Personal information
- Full name: Nigel James Llong
- Born: 11 February 1969 (age 57) Ashford, Kent, England
- Batting: Left-handed
- Bowling: Right-arm off-break
- Role: All-rounder, Umpire

Domestic team information
- 1989–1999: Kent
- 2000: Norfolk
- FC debut: 20 June 1990 Kent v Cambridge University
- Last FC: 3 August 1998 Kent v Derbyshire
- LA debut: 23 July 1989 Kent v Middlesex
- Last LA: 16 May 2000 Norfolk v Dorset

Umpiring information
- Tests umpired: 62 (2008–2020)
- ODIs umpired: 130 (2006–2020)
- T20Is umpired: 32 (2005–2016)
- WODIs umpired: 6 (2001–2022)
- WT20Is umpired: 20 (2009–2021)

Career statistics
| Competition | First-class | List A |
| Matches | 68 | 136 |
| Runs scored | 3,024 | 2,302 |
| Batting average | 31.17 | 25.29 |
| 100s/50s | 6/16 | 2/8 |
| Top score | 130 | 123 |
| Balls bowled | 2,273 | 1,317 |
| Wickets | 35 | 40 |
| Bowling average | 35.97 | 30.25 |
| 5 wickets in innings | 2 | 0 |
| 10 wickets in match | 0 | 0 |
| Best bowling | 5/21 | 4/24 |
| Catches/stumpings | 59/– | 41/– |
- Source: ESPNcricinfo, 29 February 2020

= Nigel Llong =

Cricket umpire

Nigel James Llong (born 11 February 1969) is an English cricket umpire and former first-class cricketer. Until June 2020, he was a member of the Elite Panel of ICC Umpires and officiated in international matches - Tests, ODIs and T20Is. Earlier, he had played English domestic cricket during the 1990s with Kent County Cricket Club.

==Playing career==
Llong made his first-class cricket debut for Kent in 1990 and won his county cap in 1993. His playing style was unusual in that he batted left-handed but bowled right-handed off spin.
He also played club cricket at Green Point CC in Cape Town during the early 1990s.Nigel Also played for Ashburton Cricket Club
in Australia for 3 seasons in the 1990s as Captain Coach

==Umpiring career==
Llong officiated in his maiden first-class match in June 2000. He was appointed to the ECB's panel of first-class umpires in 2002. In 2004, he became a member of the ICC International umpire panel as a specialist third umpire, and in 2006 he became a full member of the International Panel. As with all members of the ICC International umpire panel, Llong is eligible to serve as the home umpire in ODIs in England, and can also be appointed by the ICC to stand in ODIs and Test matches away from England as a neutral official.

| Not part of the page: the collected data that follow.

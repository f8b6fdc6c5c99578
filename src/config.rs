//! Configuration loading and management
//!
//! Handles parsing of `taskman.toml` configuration files.

use std::path::{Path, PathBuf};

use directories::ProjectDirs;
use serde::{Deserialize, Serialize};

use crate::error::{Error, Result};
use crate::lock::DEFAULT_LOCK_TIMEOUT_MS;
use crate::storage::DEFAULT_TASKS_FILE;
use crate::store::SortKey;

/// File name looked up in the working directory and the user config dir
pub const CONFIG_FILE: &str = "taskman.toml";

/// Main configuration structure
#[derive(Debug, Clone, Default, Serialize, Deserialize)]
pub struct Config {
    /// Task file configuration
    #[serde(default)]
    pub store: StoreConfig,

    /// Defaults for `taskman list`
    #[serde(default)]
    pub list: ListConfig,
}

/// Task file configuration
#[derive(Debug, Clone, Serialize, Deserialize)]
pub struct StoreConfig {
    /// Path of the task file; relative paths resolve against the config file's directory
    #[serde(default = "default_store_path")]
    pub path: PathBuf,

    /// How long `save` waits for the file lock
    #[serde(default = "default_lock_timeout_ms")]
    pub lock_timeout_ms: u64,
}

fn default_store_path() -> PathBuf {
    PathBuf::from(DEFAULT_TASKS_FILE)
}

fn default_lock_timeout_ms() -> u64 {
    DEFAULT_LOCK_TIMEOUT_MS
}

impl Default for StoreConfig {
    fn default() -> Self {
        Self {
            path: default_store_path(),
            lock_timeout_ms: default_lock_timeout_ms(),
        }
    }
}

/// Listing configuration
#[derive(Debug, Clone, Default, Serialize, Deserialize)]
pub struct ListConfig {
    /// Sort applied by `taskman list` when `--sort` is not given
    #[serde(default, skip_serializing_if = "Option::is_none")]
    pub default_sort: Option<String>,
}

impl Config {
    /// Load configuration from a `taskman.toml` file
    pub fn load(path: &Path) -> Result<Self> {
        let content = std::fs::read_to_string(path)?;
        let config: Config = toml::from_str(&content)?;
        config.validate()?;
        Ok(config)
    }

    /// Find and load the configuration for a run.
    ///
    /// Order: `explicit`, then `<dir>/taskman.toml`, then the user config
    /// directory. Returns the defaults when none exist, along with the path
    /// that was loaded, if any.
    pub fn discover(explicit: Option<&Path>, dir: &Path) -> Result<(Self, Option<PathBuf>)> {
        if let Some(path) = explicit {
            return Ok((Self::load(path)?, Some(path.to_path_buf())));
        }

        let candidates = std::iter::once(dir.join(CONFIG_FILE)).chain(user_config_path());
        for candidate in candidates {
            if candidate.is_file() {
                tracing::debug!(path = %candidate.display(), "loading config");
                return Ok((Self::load(&candidate)?, Some(candidate)));
            }
        }

        Ok((Self::default(), None))
    }

    /// Save configuration to a file
    pub fn save(&self, path: &Path) -> Result<()> {
        let content = toml::to_string_pretty(self)?;
        std::fs::write(path, content)?;
        Ok(())
    }

    /// Task file path, resolving a relative `store.path` against `base`
    pub fn tasks_path(&self, base: &Path) -> PathBuf {
        if self.store.path.is_absolute() {
            self.store.path.clone()
        } else {
            base.join(&self.store.path)
        }
    }

    /// Parsed `list.default_sort`
    pub fn default_sort(&self) -> Result<Option<SortKey>> {
        self.list
            .default_sort
            .as_deref()
            .map(str::parse::<SortKey>)
            .transpose()
    }

    fn validate(&self) -> Result<()> {
        if self.store.path.as_os_str().is_empty() {
            return Err(Error::InvalidConfig(
                "store.path cannot be empty".to_string(),
            ));
        }
        if self.store.lock_timeout_ms == 0 {
            return Err(Error::InvalidConfig(
                "store.lock_timeout_ms must be > 0".to_string(),
            ));
        }
        self.default_sort()
            .map_err(|err| Error::InvalidConfig(format!("list.default_sort: {err}")))?;
        Ok(())
    }
}

/// `taskman.toml` inside the platform config directory, if one can be determined
pub fn user_config_path() -> Option<PathBuf> {
    ProjectDirs::from("", "", "taskman").map(|dirs| dirs.config_dir().join(CONFIG_FILE))
}

#[cfg(test)]
mod tests {
    use super::*;
    use std::fs;

    #[test]
    fn defaults_are_expected() {
        let cfg = Config::default();
        assert_eq!(cfg.store.path, PathBuf::from("tasks.json"));
        assert_eq!(cfg.store.lock_timeout_ms, 5000);
        assert!(cfg.list.default_sort.is_none());
        assert_eq!(cfg.default_sort().unwrap(), None);
    }

    #[test]
    fn load_parses_overrides() {
        let dir = tempfile::tempdir().expect("tempdir");
        let path = dir.path().join(CONFIG_FILE);
        let content = r#"
[store]
path = "data/todo.json"
lock_timeout_ms = 250

[list]
default_sort = "due_date"
"#;
        fs::write(&path, content.trim()).expect("write config");

        let cfg = Config::load(&path).expect("load config");
        assert_eq!(cfg.store.path, PathBuf::from("data/todo.json"));
        assert_eq!(cfg.store.lock_timeout_ms, 250);
        assert_eq!(cfg.default_sort().unwrap(), Some(SortKey::DueDate));
        assert_eq!(
            cfg.tasks_path(dir.path()),
            dir.path().join("data").join("todo.json")
        );
    }

    #[test]
    fn invalid_sort_key_rejected() {
        let dir = tempfile::tempdir().expect("tempdir");
        let path = dir.path().join(CONFIG_FILE);
        fs::write(&path, "[list]\ndefault_sort = \"colour\"").expect("write config");

        let err = Config::load(&path).expect_err("invalid config");
        match err {
            Error::InvalidConfig(message) => assert!(message.contains("list.default_sort")),
            other => panic!("unexpected error: {other:?}"),
        }
    }

    #[test]
    fn zero_lock_timeout_rejected() {
        let dir = tempfile::tempdir().expect("tempdir");
        let path = dir.path().join(CONFIG_FILE);
        fs::write(&path, "[store]\nlock_timeout_ms = 0").expect("write config");

        assert!(matches!(
            Config::load(&path),
            Err(Error::InvalidConfig(_))
        ));
    }

    #[test]
    fn discover_prefers_explicit_path() {
        let dir = tempfile::tempdir().expect("tempdir");
        fs::write(dir.path().join(CONFIG_FILE), "[store]\npath = \"local.json\"")
            .expect("write local");
        let explicit = dir.path().join("other.toml");
        fs::write(&explicit, "[store]\npath = \"explicit.json\"").expect("write explicit");

        let (cfg, found) = Config::discover(Some(&explicit), dir.path()).expect("discover");
        assert_eq!(cfg.store.path, PathBuf::from("explicit.json"));
        assert_eq!(found, Some(explicit));

        let (cfg, found) = Config::discover(None, dir.path()).expect("discover");
        assert_eq!(cfg.store.path, PathBuf::from("local.json"));
        assert_eq!(found, Some(dir.path().join(CONFIG_FILE)));
    }

    #[test]
    fn absolute_store_path_is_kept() {
        let dir = tempfile::tempdir().expect("tempdir");
        let mut cfg = Config::default();
        cfg.store.path = dir.path().join("abs.json");
        assert_eq!(cfg.tasks_path(Path::new("/elsewhere")), dir.path().join("abs.json"));
    }

    #[test]
    fn save_writes_toml() {
        let dir = tempfile::tempdir().expect("tempdir");
        let path = dir.path().join("out.toml");
        Config::default().save(&path).expect("save config");

        let written = fs::read_to_string(&path).expect("read config");
        assert!(written.contains("path = \"tasks.json\""));
        assert!(written.contains("lock_timeout_ms = 5000"));
    }
}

The highlights of Llong's career so far include his appointment to the final of the 2004 Twenty20 Cup. His first ODI, which took place at Lord's, was between England and Sri Lanka in June 2006. His first overseas appointment was the ODI between Pakistan and West Indies at Lahore in December 2006. Llong umpired his first Test match in January 2008, between New Zealand and Bangladesh at Dunedin.

Llong was selected to be a reserve umpire for the 2007 Cricket World Cup, but was not called upon to officiate at any point in the tournament. He was appointed to stand in the 2007 Twenty20 World Championship in South Africa in September 2007. He was one of the twenty umpires to stand in matches during the 2015 Cricket World Cup.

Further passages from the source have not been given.